One senior brand manager added:
“Weed is recession-proof, but our investors aren’t. Squeeze now, apologize never.”
Premium Prices, Discount Experience
Customers are already feeling the burn—and not the good kind.
In Phoenix, a customer named Ashley M. said her dispensary blamed “upstream tariff exposure” for a 27% price jump on a pre-roll that she swears smelled like dryer lint and bad decisions.
“It literally made me cough before I lit it,” she told BDJ.
“The budtender said it was a ‘pre-regulation batch.’ I think that means pre-flushed.”

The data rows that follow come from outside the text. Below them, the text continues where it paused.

//! Input Guard: prompt-injection screening for text bound for the backend.
//!
//! The pattern table is data (`GuardRule`), so a deployment can replace it
//! from configuration without touching the matching logic.

pub mod rules;
pub mod sanitize;

pub use rules::*;
pub use sanitize::*;

use thiserror::Error;

#[derive(Error, Debug)]
pub enum GuardError {
    #[error("Guard rule '{name}' has an invalid pattern: {source}")]
    InvalidPattern {
        name: String,
        #[source]
        source: regex::Error,
    },

    #[error("Guard rule '{0}' can match the empty string")]
    EmptyMatch(String),

    #[error("Redaction marker of guard rule '{name}' is matched by rule '{matched_by}'")]
    MarkerMatched { name: String, matched_by: String },
}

Meanwhile, in Illinois, one dispensary rolled out a “Freedom Pricing Tier”—with signage suggesting that buying weed at inflated prices was a form of patriotic resistance.
“The economy is unstable,” said one regional manager while vaping in the stockroom.
“But our margin targets aren’t. That’s what makes America great.”
The Blame Rotation
When asked for comment, several companies issued boilerplate statements citing:
“Tariff forecasting”
“Post-pandemic inflation elasticity”
“Potential disruptions from global instability”
“Musky market uncertainty” (a direct quote)
And one brand, LunarLeaf, simply said:
“The moon’s in Pisces. Prices will reflect that.”
Sources confirmed that some execs are using Musk tweets as literal pricing triggers.
“Elon tweets ‘legalize it’—we raise tinctures $4.”
“He tweets something racist? Vape carts up $2.50.”
“He farts in a Tesla? Gummies get a 10% premium.”
Selling Bunk Under Cover of Crisis
The true scam, however, isn’t the pricing — it’s what you’re getting for it.
Operators are using the “tariff panic” to move bunk inventory under the guise of “supply chain sensitivity.”
Dry, old flower gets rebranded as “Heritage Reserve.”
Rancid carts now feature a sticker that says “Batch Secured Prior to Disruption.”
And in Missouri, one company is pushing melted edibles as “Deconstructed Format.”
Boof Index Analysis
According to Boof du Jour’s proprietary Boof Index™, here’s how these operators scored:
Bullshit Adjustment Rate (BAR): 38%
Cart Crystallization Index: 92%
Likelihood Your Eighth Was Stored Next to a Furnace: “Certain”
Markup Justification Complexity: 8 buzzwords deep
Anonymous Source Watch:
“We were told to start using words like macro-volatility and proactive inflation resilience in our pricing deck,” said a disgruntled analyst from a Colorado brand that just raised all SKUs by 14%.
“It’s literally the same weed. In some cases, worse.”
Final Hit: You’re Not Buying Better Weed—You’re Buying Better Excuses
As industry execs prep for another round of layoffs and capital raises, they’re padding their losses by monetizing panic, blaming anyone with a headline, and selling you old mids in shiny jars.
You’re not smoking premium.
You’re smoking “economic trauma camouflage.”
Boof du Jour will continue to monitor the situation, especially once Mercury exits Gatorade. Until then, check the harvest date, and maybe don’t pay $65 for a gram of depression.